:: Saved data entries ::
-=-=-
//! Brushed-range computation for visualization.
//!
//! A detected contact frame `i` on a side highlights the half-open range
//! `[i, i + n)`. Highlighting is boolean per frame: a frame inside both an
//! L-range and an R-range is highlighted once.

use crate::types::{DetectionResult, FrameIndex, Side};

/// Half-open range of frame indices `[start, end)`.
#[derive(Debug, Clone, Copy, PartialEq, Eq, PartialOrd, Ord)]
pub struct FrameRange {
    pub start: FrameIndex,
    pub end: FrameIndex,
}

impl FrameRange {
    pub fn new(start: FrameIndex, len: u64) -> Self {
        Self {
            start,
            end: start.saturating_add(len),
        }
    }

    pub fn contains(&self, frame: FrameIndex) -> bool {
        self.start <= frame && frame < self.end
    }

    pub fn is_empty(&self) -> bool {
        self.end <= self.start
    }

    /// Inclusive last frame, or `None` for an empty range.
    pub fn last(&self) -> Option<FrameIndex> {
        (!self.is_empty()).then(|| self.end - 1)
    }
}

/// The set of brushed ranges derived from one detection result.
#[derive(Debug, Clone, PartialEq, Eq, Default)]
pub struct VisualizationSpec {
    pub brushed_ranges: Vec<(Side, FrameRange)>,
}

impl VisualizationSpec {
    /// Derive the brushed ranges for a result and window length `n`.
    ///
    /// A side contributes only when its index is present; `n == 0`
    /// highlights nothing.
    pub fn from_detection(result: &DetectionResult, n: u64) -> Self {
        let brushed_ranges = Side::ALL
            .iter()
            .filter_map(|&side| result.side(side).map(|start| (side, FrameRange::new(start, n))))
            .filter(|(_, range)| !range.is_empty())
            .collect();
        Self { brushed_ranges }
    }

    pub fn is_empty(&self) -> bool {
        self.brushed_ranges.is_empty()
    }

    /// Whether `frame` should be drawn in the alert color.
    pub fn is_alert(&self, frame: FrameIndex) -> bool {
        self.brushed_ranges
            .iter()
            .any(|(_, range)| range.contains(frame))
    }

    /// Whether `frame` falls in a range contributed by `side`.
    pub fn is_alert_for(&self, side: Side, frame: FrameIndex) -> bool {
        self.brushed_ranges
            .iter()
            .any(|(s, range)| *s == side && range.contains(frame))
    }

    /// Sorted, non-overlapping union of all brushed ranges.
    pub fn merged_ranges(&self) -> Vec<FrameRange> {
        let mut ranges: Vec<FrameRange> = self.brushed_ranges.iter().map(|(_, r)| *r).collect();
        ranges.sort();

        let mut merged: Vec<FrameRange> = Vec::with_capacity(ranges.len());
        for range in ranges {
            match merged.last_mut() {
                Some(prev) if range.start <= prev.end => prev.end = prev.end.max(range.end),
                _ => merged.push(range),
            }
        }
        merged
    }

    /// Every alert-colored frame index below `frame_count`, ascending.
    pub fn alert_frames(&self, frame_count: u64) -> Vec<FrameIndex> {
        self.merged_ranges()
            .into_iter()
            .flat_map(|r| r.start..r.end.min(frame_count))
            .collect()
    }
}

#[cfg(test)]
mod tests {
    use super::*;

    fn result(left: Option<u64>, right: Option<u64>) -> DetectionResult {
        DetectionResult {
            video: "v.mp4".into(),
            left,
            right,
            notes: String::new(),
        }
    }

    #[test]
    fn both_sides_highlight_their_window() {
        let spec = VisualizationSpec::from_detection(&result(Some(42), Some(87)), 5);

        for frame in 42..=46 {
            assert!(spec.is_alert(frame), "frame {frame} should be alert");
        }
        for frame in 87..=91 {
            assert!(spec.is_alert(frame), "frame {frame} should be alert");
        }
        for frame in [41, 47, 86, 92] {
            assert!(!spec.is_alert(frame), "frame {frame} should not be alert");
        }
    }

    #[test]
    fn null_side_contributes_nothing() {
        let spec = VisualizationSpec::from_detection(&result(None, Some(87)), 5);

        assert_eq!(spec.brushed_ranges.len(), 1);
        assert!((0..200).all(|f| !spec.is_alert_for(Side::Left, f)));
        assert_eq!(spec.alert_frames(200), vec![87, 88, 89, 90, 91]);
        assert!((87..=91).all(|f| spec.is_alert_for(Side::Right, f)));
    }

    #[test]
    fn overlapping_ranges_merge_once() {
        let spec = VisualizationSpec::from_detection(&result(Some(10), Some(12)), 5);

        assert_eq!(
            spec.merged_ranges(),
            vec![FrameRange { start: 10, end: 17 }]
        );
        assert_eq!(spec.alert_frames(100), (10..17).collect::<Vec<_>>());
        assert!(spec.is_alert_for(Side::Left, 13));
        assert!(spec.is_alert_for(Side::Right, 13));
    }

    #[test]
    fn adjacent_ranges_merge() {
        let spec = VisualizationSpec::from_detection(&result(Some(0), Some(5)), 5);
        assert_eq!(spec.merged_ranges(), vec![FrameRange { start: 0, end: 10 }]);
    }

    #[test]
    fn zero_window_highlights_nothing() {
        let spec = VisualizationSpec::from_detection(&result(Some(3), Some(4)), 0);
        assert!(spec.is_empty());
        assert!(spec.alert_frames(10).is_empty());
    }

    #[test]
    fn alert_frames_clip_to_video_length() {
        let spec = VisualizationSpec::from_detection(&result(Some(8), None), 5);
        assert_eq!(spec.alert_frames(10), vec![8, 9]);
    }

    #[test]
    fn range_last_is_inclusive_end() {
        assert_eq!(FrameRange::new(42, 5).last(), Some(46));
        assert_eq!(FrameRange::new(42, 0).last(), None);
    }

    #[test]
    fn range_saturates_at_max_index() {
        let range = FrameRange::new(u64::MAX - 1, 5);
        assert!(range.contains(u64::MAX - 1));
        assert_eq!(range.end, u64::MAX);
    }
}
-=-=-
:: What to produce ::
Return every line of the preceding records in which the word "PartialEq" appears.

:: Written response ::
#[derive(Debug, Clone, Copy, PartialEq, Eq, PartialOrd, Ord)]
#[derive(Debug, Clone, PartialEq, Eq, Default)]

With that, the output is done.